Stored data
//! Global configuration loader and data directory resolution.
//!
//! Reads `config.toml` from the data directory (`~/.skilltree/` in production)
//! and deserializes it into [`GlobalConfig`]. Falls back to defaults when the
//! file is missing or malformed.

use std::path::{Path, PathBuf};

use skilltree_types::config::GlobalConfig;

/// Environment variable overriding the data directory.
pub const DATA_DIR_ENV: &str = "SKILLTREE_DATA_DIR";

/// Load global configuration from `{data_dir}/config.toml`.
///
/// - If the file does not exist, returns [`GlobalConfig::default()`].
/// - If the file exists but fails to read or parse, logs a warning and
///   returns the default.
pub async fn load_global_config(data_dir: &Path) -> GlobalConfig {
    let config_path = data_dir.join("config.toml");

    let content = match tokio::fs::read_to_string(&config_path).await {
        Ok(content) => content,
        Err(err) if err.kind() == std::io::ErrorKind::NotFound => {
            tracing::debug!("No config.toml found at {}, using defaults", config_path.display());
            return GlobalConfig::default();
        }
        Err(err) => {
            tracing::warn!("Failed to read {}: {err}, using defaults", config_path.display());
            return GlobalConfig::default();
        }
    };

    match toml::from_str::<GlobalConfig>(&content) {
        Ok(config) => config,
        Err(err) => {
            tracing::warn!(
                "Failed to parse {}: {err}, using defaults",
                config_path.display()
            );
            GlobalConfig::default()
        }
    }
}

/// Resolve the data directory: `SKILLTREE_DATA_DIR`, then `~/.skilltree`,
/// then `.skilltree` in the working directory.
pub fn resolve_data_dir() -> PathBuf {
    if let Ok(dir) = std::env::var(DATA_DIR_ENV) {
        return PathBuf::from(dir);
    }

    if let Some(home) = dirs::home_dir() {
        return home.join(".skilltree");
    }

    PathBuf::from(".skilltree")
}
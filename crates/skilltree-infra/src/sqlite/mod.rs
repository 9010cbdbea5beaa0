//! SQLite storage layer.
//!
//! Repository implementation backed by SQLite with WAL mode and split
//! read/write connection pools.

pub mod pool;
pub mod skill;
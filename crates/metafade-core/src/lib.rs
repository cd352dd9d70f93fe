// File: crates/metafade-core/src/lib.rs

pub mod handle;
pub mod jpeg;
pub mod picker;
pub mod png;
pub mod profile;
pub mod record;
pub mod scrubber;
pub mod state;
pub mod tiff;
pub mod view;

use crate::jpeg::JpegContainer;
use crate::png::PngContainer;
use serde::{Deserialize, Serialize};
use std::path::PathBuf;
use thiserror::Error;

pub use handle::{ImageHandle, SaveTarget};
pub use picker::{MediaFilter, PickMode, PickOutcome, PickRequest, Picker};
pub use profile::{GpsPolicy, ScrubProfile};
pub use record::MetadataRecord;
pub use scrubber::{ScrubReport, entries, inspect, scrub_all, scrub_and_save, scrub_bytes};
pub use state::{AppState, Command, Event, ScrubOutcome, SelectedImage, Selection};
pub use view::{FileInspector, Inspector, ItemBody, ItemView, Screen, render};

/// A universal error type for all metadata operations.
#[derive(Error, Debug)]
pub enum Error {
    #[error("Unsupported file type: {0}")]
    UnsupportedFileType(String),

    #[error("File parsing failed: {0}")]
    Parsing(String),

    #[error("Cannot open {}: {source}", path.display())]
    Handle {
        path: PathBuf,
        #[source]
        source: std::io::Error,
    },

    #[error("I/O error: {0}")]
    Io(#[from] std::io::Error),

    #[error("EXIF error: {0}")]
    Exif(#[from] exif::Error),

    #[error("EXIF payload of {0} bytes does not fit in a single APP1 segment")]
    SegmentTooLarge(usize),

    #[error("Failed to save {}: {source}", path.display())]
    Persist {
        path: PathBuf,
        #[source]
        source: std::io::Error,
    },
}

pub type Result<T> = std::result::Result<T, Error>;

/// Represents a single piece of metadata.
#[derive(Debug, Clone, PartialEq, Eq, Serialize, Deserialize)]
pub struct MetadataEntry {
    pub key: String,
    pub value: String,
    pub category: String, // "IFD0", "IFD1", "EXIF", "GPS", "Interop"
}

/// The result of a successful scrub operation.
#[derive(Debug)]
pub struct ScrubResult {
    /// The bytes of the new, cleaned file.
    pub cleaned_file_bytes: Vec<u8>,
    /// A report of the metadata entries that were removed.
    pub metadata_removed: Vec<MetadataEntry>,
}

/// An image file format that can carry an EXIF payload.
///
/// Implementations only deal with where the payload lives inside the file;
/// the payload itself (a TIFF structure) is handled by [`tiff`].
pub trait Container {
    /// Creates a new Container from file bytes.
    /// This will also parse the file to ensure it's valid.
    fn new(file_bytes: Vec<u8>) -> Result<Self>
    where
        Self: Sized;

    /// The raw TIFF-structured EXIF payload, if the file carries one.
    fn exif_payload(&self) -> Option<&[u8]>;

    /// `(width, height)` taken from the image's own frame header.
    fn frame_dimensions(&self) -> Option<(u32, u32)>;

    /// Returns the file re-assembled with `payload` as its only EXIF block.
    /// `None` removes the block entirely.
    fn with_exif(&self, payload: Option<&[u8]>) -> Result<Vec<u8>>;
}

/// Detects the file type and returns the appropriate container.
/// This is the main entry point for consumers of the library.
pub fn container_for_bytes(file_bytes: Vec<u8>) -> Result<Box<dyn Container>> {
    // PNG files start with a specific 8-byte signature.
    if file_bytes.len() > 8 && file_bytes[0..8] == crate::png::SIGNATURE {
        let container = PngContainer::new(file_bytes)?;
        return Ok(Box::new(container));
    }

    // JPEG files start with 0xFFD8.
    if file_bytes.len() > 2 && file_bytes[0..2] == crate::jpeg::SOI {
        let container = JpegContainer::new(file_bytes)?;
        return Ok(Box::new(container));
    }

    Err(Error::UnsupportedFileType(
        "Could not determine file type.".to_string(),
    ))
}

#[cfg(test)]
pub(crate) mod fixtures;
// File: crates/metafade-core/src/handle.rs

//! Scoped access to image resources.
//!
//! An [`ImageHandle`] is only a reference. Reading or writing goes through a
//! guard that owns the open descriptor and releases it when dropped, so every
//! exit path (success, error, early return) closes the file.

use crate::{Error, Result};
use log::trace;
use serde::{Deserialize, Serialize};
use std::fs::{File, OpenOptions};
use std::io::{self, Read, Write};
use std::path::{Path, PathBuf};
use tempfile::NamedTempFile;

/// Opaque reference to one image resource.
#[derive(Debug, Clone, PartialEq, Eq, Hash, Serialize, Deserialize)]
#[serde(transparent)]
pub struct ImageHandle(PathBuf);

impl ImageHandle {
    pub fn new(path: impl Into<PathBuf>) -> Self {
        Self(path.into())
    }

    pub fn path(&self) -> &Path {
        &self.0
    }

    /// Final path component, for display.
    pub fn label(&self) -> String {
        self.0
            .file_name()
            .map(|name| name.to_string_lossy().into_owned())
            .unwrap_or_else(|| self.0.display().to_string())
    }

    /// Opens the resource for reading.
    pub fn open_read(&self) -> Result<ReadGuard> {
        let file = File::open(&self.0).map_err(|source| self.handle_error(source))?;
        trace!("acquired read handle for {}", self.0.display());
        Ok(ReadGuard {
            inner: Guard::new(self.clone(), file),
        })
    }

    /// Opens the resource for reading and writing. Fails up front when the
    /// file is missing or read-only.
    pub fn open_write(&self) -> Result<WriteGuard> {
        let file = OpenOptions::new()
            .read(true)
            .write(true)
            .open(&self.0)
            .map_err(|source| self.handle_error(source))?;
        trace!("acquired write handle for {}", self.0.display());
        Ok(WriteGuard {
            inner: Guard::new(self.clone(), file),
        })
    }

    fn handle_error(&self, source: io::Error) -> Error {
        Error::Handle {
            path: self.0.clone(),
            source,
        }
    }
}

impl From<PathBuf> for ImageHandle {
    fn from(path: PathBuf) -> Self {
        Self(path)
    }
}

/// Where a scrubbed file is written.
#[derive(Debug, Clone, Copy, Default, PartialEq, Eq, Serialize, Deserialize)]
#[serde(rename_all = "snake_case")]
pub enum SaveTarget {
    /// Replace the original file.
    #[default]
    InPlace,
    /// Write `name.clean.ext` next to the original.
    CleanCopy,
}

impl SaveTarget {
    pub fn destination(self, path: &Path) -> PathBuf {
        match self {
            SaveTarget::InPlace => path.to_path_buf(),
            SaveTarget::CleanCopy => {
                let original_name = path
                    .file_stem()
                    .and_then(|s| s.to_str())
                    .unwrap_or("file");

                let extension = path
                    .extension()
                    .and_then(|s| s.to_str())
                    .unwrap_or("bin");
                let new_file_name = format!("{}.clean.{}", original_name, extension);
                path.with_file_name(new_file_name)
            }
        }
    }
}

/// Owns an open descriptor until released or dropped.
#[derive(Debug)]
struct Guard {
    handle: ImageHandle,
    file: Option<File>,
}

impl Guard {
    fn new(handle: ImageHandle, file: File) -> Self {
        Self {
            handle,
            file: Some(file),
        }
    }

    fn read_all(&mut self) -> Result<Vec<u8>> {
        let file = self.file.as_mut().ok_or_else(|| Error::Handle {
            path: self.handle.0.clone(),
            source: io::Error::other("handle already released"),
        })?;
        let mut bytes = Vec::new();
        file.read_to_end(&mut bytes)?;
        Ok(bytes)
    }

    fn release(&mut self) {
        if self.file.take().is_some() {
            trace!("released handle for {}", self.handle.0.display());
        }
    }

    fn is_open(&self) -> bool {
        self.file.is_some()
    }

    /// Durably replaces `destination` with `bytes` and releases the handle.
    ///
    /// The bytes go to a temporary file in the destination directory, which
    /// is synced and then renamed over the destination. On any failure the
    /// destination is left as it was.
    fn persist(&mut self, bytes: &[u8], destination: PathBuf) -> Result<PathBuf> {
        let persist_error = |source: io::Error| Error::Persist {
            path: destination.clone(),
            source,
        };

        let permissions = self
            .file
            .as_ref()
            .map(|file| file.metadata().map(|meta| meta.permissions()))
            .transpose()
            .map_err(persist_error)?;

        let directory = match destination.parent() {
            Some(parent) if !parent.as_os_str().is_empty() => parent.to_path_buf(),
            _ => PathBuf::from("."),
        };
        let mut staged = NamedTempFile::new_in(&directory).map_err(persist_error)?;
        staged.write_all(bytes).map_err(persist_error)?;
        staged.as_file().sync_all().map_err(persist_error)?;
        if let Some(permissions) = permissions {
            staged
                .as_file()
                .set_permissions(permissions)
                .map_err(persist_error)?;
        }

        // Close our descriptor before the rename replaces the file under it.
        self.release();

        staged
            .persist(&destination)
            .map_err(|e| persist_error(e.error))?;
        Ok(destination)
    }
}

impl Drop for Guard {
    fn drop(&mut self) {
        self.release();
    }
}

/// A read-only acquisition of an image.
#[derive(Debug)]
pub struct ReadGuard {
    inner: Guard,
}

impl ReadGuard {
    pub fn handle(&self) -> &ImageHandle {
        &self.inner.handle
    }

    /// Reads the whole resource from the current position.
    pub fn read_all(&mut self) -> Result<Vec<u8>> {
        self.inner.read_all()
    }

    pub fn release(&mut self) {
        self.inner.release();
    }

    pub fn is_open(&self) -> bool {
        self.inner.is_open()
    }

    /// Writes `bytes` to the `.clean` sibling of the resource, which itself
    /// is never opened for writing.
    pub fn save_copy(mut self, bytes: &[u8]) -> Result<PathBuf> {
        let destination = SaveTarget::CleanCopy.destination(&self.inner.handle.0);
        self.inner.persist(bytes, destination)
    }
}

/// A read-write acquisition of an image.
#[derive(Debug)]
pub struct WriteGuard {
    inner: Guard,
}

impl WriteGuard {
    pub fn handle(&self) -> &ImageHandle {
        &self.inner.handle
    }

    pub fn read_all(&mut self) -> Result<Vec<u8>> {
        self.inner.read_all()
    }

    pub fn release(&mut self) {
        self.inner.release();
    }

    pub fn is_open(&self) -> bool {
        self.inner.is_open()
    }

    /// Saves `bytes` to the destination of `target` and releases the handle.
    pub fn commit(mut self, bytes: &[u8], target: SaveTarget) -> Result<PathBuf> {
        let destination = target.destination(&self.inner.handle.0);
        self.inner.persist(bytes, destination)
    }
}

PROBLEM STATEMENT
Your answer should be the lines above that contain the word "entries", copied out.

WRITTEN REPLY
pub use scrubber::{ScrubReport, entries, inspect, scrub_all, scrub_and_save, scrub_bytes};
    /// A report of the metadata entries that were removed.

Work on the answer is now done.